By technology editor Clare Ruel
For big technology giants, it’s been a challenging start to 2023.
So far last month (January 2023), Google has laid off 12,000 staff, citing challenging macroeconomic conditions as the cause – its chief executive Sundar Pichai has also been tipped for a salary cut.
In addition – and shortly after hosting an exclusive concert for senior executives featuring musician Sting – Microsoft confirmed that it too was slashing around 10,000 staff. It blamed the fact that customers are optimising their digital spend to “do more with less”.
Amazon has also axed 18,000 jobs in the first month of 2023 – primarily in consumer retail and human resources – in a bid to save money. Chief executive Andy Jassy put the action down to the “uncertain economy”.
January 2023 has additionally seen Twitter shed a dozen employees after Tesla chief executive Elon Musk purchased the social media platform in October 2022. This followed nearly half of Twitter’s full-time staff being fired in November 2022.
Meta, the parent company of social media site Facebook, has been getting in on the redundancy action too. In November 2022, it slashed 11,000 jobs – the firm said it had overhired during the Covid-19 pandemic.
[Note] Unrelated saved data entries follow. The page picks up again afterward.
use std::collections::HashMap;
use std::fmt;
use std::time::{Duration, Instant};

use chrono::Utc;
use redis::RedisResult;
use tracing::debug;

use super::info_parser::{field_u64, parse_info};
use super::{
    hit_rate, usage_percentage, BaseMetric, CacheMetrics, ConnectionMetrics, MemoryMetrics,
    MetricType, MetricsSnapshot,
};
use crate::error::{CollectError, QueryError};

// ─── Configuration ───────────────────────────────────────────────

/// Deadline for a single `INFO` round-trip unless the caller picks one.
pub const DEFAULT_QUERY_TIMEOUT: Duration = Duration::from_secs(5);

// ─── INFO sections ───────────────────────────────────────────────

/// The `INFO` sections the collector reads.
#[derive(Debug, Clone, Copy, PartialEq, Eq, Hash)]
pub enum InfoSection {
    Memory,
    Clients,
    Replication,
    Stats,
}

impl InfoSection {
    pub fn as_str(self) -> &'static str {
        match self {
            Self::Memory => "memory",
            Self::Clients => "clients",
            Self::Replication => "replication",
            Self::Stats => "stats",
        }
    }
}

impl fmt::Display for InfoSection {
    fn fmt(&self, f: &mut fmt::Formatter<'_>) -> fmt::Result {
        f.write_str(self.as_str())
    }
}

// ─── Seams ───────────────────────────────────────────────────────

/// Anything that can answer `INFO <section>` with the raw text reply.
/// Implemented for `ConnectionManager` in `redis_client`.
pub trait InfoSource {
    async fn info(&mut self, section: InfoSection) -> RedisResult<String>;
}

/// The four collection operations the poller drives.
pub trait MetricCollector {
    async fn collect_memory(&mut self) -> Result<MemoryMetrics, QueryError>;
    async fn collect_connection(&mut self) -> Result<ConnectionMetrics, QueryError>;
    async fn collect_cache(&mut self) -> Result<CacheMetrics, QueryError>;

    /// Memory, then connection, then cache. The first failure aborts the
    /// call; a partial snapshot is never returned.
    async fn collect_all(&mut self) -> Result<MetricsSnapshot, CollectError> {
        let memory = self.collect_memory().await.map_err(|source| CollectError {
            kind: MetricType::Memory,
            source,
        })?;

        let connection = self
            .collect_connection()
            .await
            .map_err(|source| CollectError {
                kind: MetricType::Connection,
                source,
            })?;

        let cache = self.collect_cache().await.map_err(|source| CollectError {
            kind: MetricType::Cache,
            source,
        })?;

        Ok(MetricsSnapshot {
            memory: Some(memory),
            connection: Some(connection),
            cache: Some(cache),
            collected_at: Utc::now(),
        })
    }
}

// ─── RedisCollector ──────────────────────────────────────────────

/// Reads one server's `INFO` sections and turns them into typed records.
///
/// Holds nothing between calls except the connection and the instance
/// label, so consecutive `collect_all` calls are independent.
pub struct RedisCollector<S> {
    source: S,
    instance: String,
    query_timeout: Duration,
}

impl<S: InfoSource> RedisCollector<S> {
    pub fn new(source: S, instance: impl Into<String>) -> Self {
        Self {
            source,
            instance: instance.into(),
            query_timeout: DEFAULT_QUERY_TIMEOUT,
        }
    }

    pub fn with_query_timeout(mut self, query_timeout: Duration) -> Self {
        self.query_timeout = query_timeout;
        self
    }

    pub fn instance(&self) -> &str {
        &self.instance
    }

    /// One timed `INFO <section>` round-trip, parsed.
    async fn query(&mut self, section: InfoSection) -> Result<HashMap<String, String>, QueryError> {
        let timeout = self.query_timeout;

        // ── Redis timed section ─────────────────────────────────────
        let t_redis = Instant::now();
        let reply = tokio::time::timeout(timeout, self.source.info(section))
            .await
            .map_err(|_| QueryError::Timeout { section, timeout })?
            .map_err(|source| QueryError::Redis { section, source })?;
        let redis_us = t_redis.elapsed().as_micros() as u64;
        // ────────────────────────────────────────────────────────────

        debug!(
            instance = %self.instance,
            %section,
            redis_us,
            bytes = reply.len(),
            "INFO reply"
        );

        Ok(parse_info(&reply))
    }

    fn base(&self, metric_type: MetricType, issued_at: chrono::DateTime<Utc>) -> BaseMetric {
        BaseMetric::new(metric_type, &self.instance, issued_at)
    }
}

impl<S: InfoSource> MetricCollector for RedisCollector<S> {
    async fn collect_memory(&mut self) -> Result<MemoryMetrics, QueryError> {
        let issued_at = Utc::now();
        let fields = self.query(InfoSection::Memory).await?;

        let used = field_u64(&fields, "used_memory");
        let max = field_u64(&fields, "maxmemory");

        Ok(MemoryMetrics {
            base: self.base(MetricType::Memory, issued_at),
            used_memory_bytes: used,
            max_memory_bytes: max,
            memory_frag_ratio: 0.0,
            memory_usage_perc: usage_percentage(used, max),
        })
    }

    async fn collect_connection(&mut self) -> Result<ConnectionMetrics, QueryError> {
        let issued_at = Utc::now();
        let clients = self.query(InfoSection::Clients).await?;
        let replication = self.query(InfoSection::Replication).await?;

        Ok(ConnectionMetrics {
            base: self.base(MetricType::Connection, issued_at),
            connected_clients: field_u64(&clients, "connected_clients"),
            blocked_clients: field_u64(&clients, "blocked_clients"),
            connected_slaves: field_u64(&replication, "connected_slaves"),
            max_clients: field_u64(&clients, "maxclients"),
        })
    }

    async fn collect_cache(&mut self) -> Result<CacheMetrics, QueryError> {
        let issued_at = Utc::now();
        let fields = self.query(InfoSection::Stats).await?;

        let hits = field_u64(&fields, "keyspace_hits");
        let misses = field_u64(&fields, "keyspace_misses");

        Ok(CacheMetrics {
            base: self.base(MetricType::Cache, issued_at),
            keyspace_hits: hits,
            keyspace_misses: misses,
            hit_rate: hit_rate(hits, misses),
            evictions: field_u64(&fields, "evicted_keys"),
            expired_keys: field_u64(&fields, "expired_keys"),
        })
    }
}

// ─── Test double ─────────────────────────────────────────────────
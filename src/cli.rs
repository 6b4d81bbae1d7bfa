use std::path::PathBuf;

use clap::Parser;

/// Polls a Redis server's INFO report and prints memory, connection and
/// cache metrics as JSON.
#[derive(Debug, Clone, Default, Parser)]
#[command(name = "redis-monitor", version, about)]
pub struct Args {
    /// JSON config file
    #[arg(short, long, default_value = "config/config.json")]
    pub config: PathBuf,

    /// Server address (`host:port` or `redis://` URL), overrides `server.url`
    #[arg(long)]
    pub url: Option<String>,

    /// Server password, overrides `server.password`
    #[arg(long, env = "REDIS_PASSWORD", hide_env_values = true)]
    pub password: Option<String>,

    /// Number of collection rounds
    #[arg(long)]
    pub rounds: Option<u32>,

    /// Seconds between rounds
    #[arg(long)]
    pub interval_secs: Option<u64>,

    /// Deadline for each INFO query, in milliseconds
    #[arg(long)]
    pub query_timeout_ms: Option<u64>,
}
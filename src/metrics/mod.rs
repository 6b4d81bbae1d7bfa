pub mod collector;
pub mod info_parser;

use std::fmt;

use chrono::{DateTime, Utc};
use serde::Serialize;

pub use collector::{MetricCollector, RedisCollector};

// ─── Metric categories ───────────────────────────────────────────

/// Tags every record with the category it belongs to.
#[derive(Debug, Clone, Copy, PartialEq, Eq, Serialize)]
#[serde(rename_all = "lowercase")]
pub enum MetricType {
    Memory,
    Connection,
    Cache,
}

impl MetricType {
    pub fn as_str(self) -> &'static str {
        match self {
            Self::Memory => "memory",
            Self::Connection => "connection",
            Self::Cache => "cache",
        }
    }
}

impl fmt::Display for MetricType {
    fn fmt(&self, f: &mut fmt::Formatter<'_>) -> fmt::Result {
        f.write_str(self.as_str())
    }
}

// ─── Records ─────────────────────────────────────────────────────

/// Common header embedded in every typed record.
/// Set once when the record is built and never touched again.
#[derive(Debug, Clone, PartialEq, Serialize)]
pub struct BaseMetric {
    /// When the first query feeding this record was issued
    pub timestamp: DateTime<Utc>,
    #[serde(rename = "type")]
    pub metric_type: MetricType,
    /// Address of the monitored server, exactly as configured
    pub instance: String,
}

impl BaseMetric {
    pub fn new(metric_type: MetricType, instance: &str, timestamp: DateTime<Utc>) -> Self {
        Self {
            timestamp,
            metric_type,
            instance: instance.to_owned(),
        }
    }
}

/// Memory usage, from `INFO memory`.
#[derive(Debug, Clone, PartialEq, Serialize)]
pub struct MemoryMetrics {
    #[serde(flatten)]
    pub base: BaseMetric,
    pub used_memory_bytes: u64,
    /// 0 means no `maxmemory` limit is configured
    pub max_memory_bytes: u64,
    /// Reserved; no extraction path fills it yet.
    pub memory_frag_ratio: f64,
    #[serde(rename = "memory_usage_percentage")]
    pub memory_usage_perc: f64,
}

/// Client and replica counts, from `INFO clients` + `INFO replication`.
#[derive(Debug, Clone, PartialEq, Serialize)]
pub struct ConnectionMetrics {
    #[serde(flatten)]
    pub base: BaseMetric,
    pub connected_clients: u64,
    pub blocked_clients: u64,
    pub connected_slaves: u64,
    pub max_clients: u64,
}

/// Keyspace hit/miss behaviour, from `INFO stats`.
#[derive(Debug, Clone, PartialEq, Serialize)]
pub struct CacheMetrics {
    #[serde(flatten)]
    pub base: BaseMetric,
    pub keyspace_hits: u64,
    pub keyspace_misses: u64,
    pub hit_rate: f64,
    pub evictions: u64,
    pub expired_keys: u64,
}

/// Everything one `collect_all` call produced.
#[derive(Debug, Clone, PartialEq, Serialize)]
pub struct MetricsSnapshot {
    #[serde(skip_serializing_if = "Option::is_none")]
    pub memory: Option<MemoryMetrics>,
    #[serde(skip_serializing_if = "Option::is_none")]
    pub connection: Option<ConnectionMetrics>,
    #[serde(skip_serializing_if = "Option::is_none")]
    pub cache: Option<CacheMetrics>,
    /// Taken after the last sub-collection finished
    pub collected_at: DateTime<Utc>,
}

// ─── Derived ratios ──────────────────────────────────────────────

/// `used / max * 100`, or 0 when no limit is configured.
pub fn usage_percentage(used: u64, max: u64) -> f64 {
    if max == 0 {
        return 0.0;
    }
    used as f64 / max as f64 * 100.0
}

/// `hits / (hits + misses) * 100`, or 0 before any lookup happened.
pub fn hit_rate(hits: u64, misses: u64) -> f64 {
    let total = hits.saturating_add(misses);
    if total == 0 {
        return 0.0;
    }
    hits as f64 / total as f64 * 100.0
}
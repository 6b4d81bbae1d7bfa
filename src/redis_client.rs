use redis::aio::ConnectionManager;
use redis::{ConnectionInfo, IntoConnectionInfo, RedisResult};

use crate::error::ConnectError;
use crate::metrics::collector::{InfoSection, InfoSource};

/// Accepts either a bare `host:port` or a full `redis://` / `rediss://`
/// URL. Bare addresses select database 0.
pub fn connection_url(addr: &str) -> String {
    if addr.starts_with("redis://") || addr.starts_with("rediss://") {
        addr.to_owned()
    } else {
        format!("redis://{addr}/0")
    }
}

/// Resolves the configured address and secret into connection info.
/// An empty password means the server has no `requirepass`.
pub fn connection_info(addr: &str, password: &str) -> Result<ConnectionInfo, ConnectError> {
    let mut info = connection_url(addr)
        .into_connection_info()
        .map_err(|source| ConnectError::InvalidAddress {
            addr: addr.to_owned(),
            source,
        })?;

    if !password.is_empty() {
        info.redis.password = Some(password.to_owned());
    }

    Ok(info)
}

/// Opens a `ConnectionManager` that auto-reconnects on failure.
///
/// The first connection attempt happens here, so an unreachable server
/// is reported at startup rather than on the first poll.
pub async fn connect(addr: &str, password: &str) -> Result<ConnectionManager, ConnectError> {
    let info = connection_info(addr, password)?;
    let client = redis::Client::open(info).map_err(|source| ConnectError::InvalidAddress {
        addr: addr.to_owned(),
        source,
    })?;

    ConnectionManager::new(client)
        .await
        .map_err(|source| ConnectError::Unreachable {
            addr: addr.to_owned(),
            source,
        })
}

impl InfoSource for ConnectionManager {
    async fn info(&mut self, section: InfoSection) -> RedisResult<String> {
        redis::cmd("INFO").arg(section.as_str()).query_async(self).await
    }
}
Could these mass layoffs cause a ripple effect in the insurtech sector?
According to Benjamin Hatton, insurance analyst at data analytics and consulting company GlobalData, this redundancy “ripple effect” has already been seen in the insurtech sector – long before tech giants started looking at their headcounts.
For example, in August 2022, US-headquartered insurtech Lemonade axed 20% of the staff employed at pay-per-mile auto insurance firm Metromile after it acquired the business for $145m (£119.8m) in July 2022.
In a subsequent letter to shareholders, published on 8 August 2022, Lemonade said that “downturns have their upsides”. So, despite cutting staff, the insurtech was pleased to onboard 80% of Metromile’s employees and welcome 100,000 new customers that came with the purchase.
Similarly, in July 2022, insurtech unicorn Zego got rid of 17% of its staff, blaming “economic headwinds”.
Hatton tells me this trajectory is “something that will continue, but it is unlikely to be directly affected or caused by the spate of technology [firm] layoffs”.
Alongside macroeconomic challenges, reduced investor confidence in insurtechs is a further influencing factor driving staff layoffs.
For example, Gallagher Re’s latest Global insurtech report, published in August 2022, revealed that “early stage funding” for insurtechs has “been slashed in half”.
According to similar figures from GlobalData, the number of venture financing deals in the insurtech sector dipped by 31.6% in 2022, Hatton added.
So, what does 2023 hold for the insurtech sector?
In comparison to the insurtech unicorn boom in 2021, it seems firms are now scaling back.
This is because many insurtechs benefited from people being stuck at home during the pandemic because consumers were more reliant on digital methods – this year’s scaling back movement is, therefore, somewhat of a reality check for the industry.
For example, Amazon doubled its headcount across 2020 and 2021 to cope with the pandemic driven influx of e-commerce orders.
It is clear from the insurtech layoffs last year that pivoting business models and staffing corrections are already well underway to accommodate the post-pandemic environment. I believe that 2023 could see more insurtechs being bought by brokers and insurers.
Which firms will stay afloat as the insurtech sector navigates these new waters?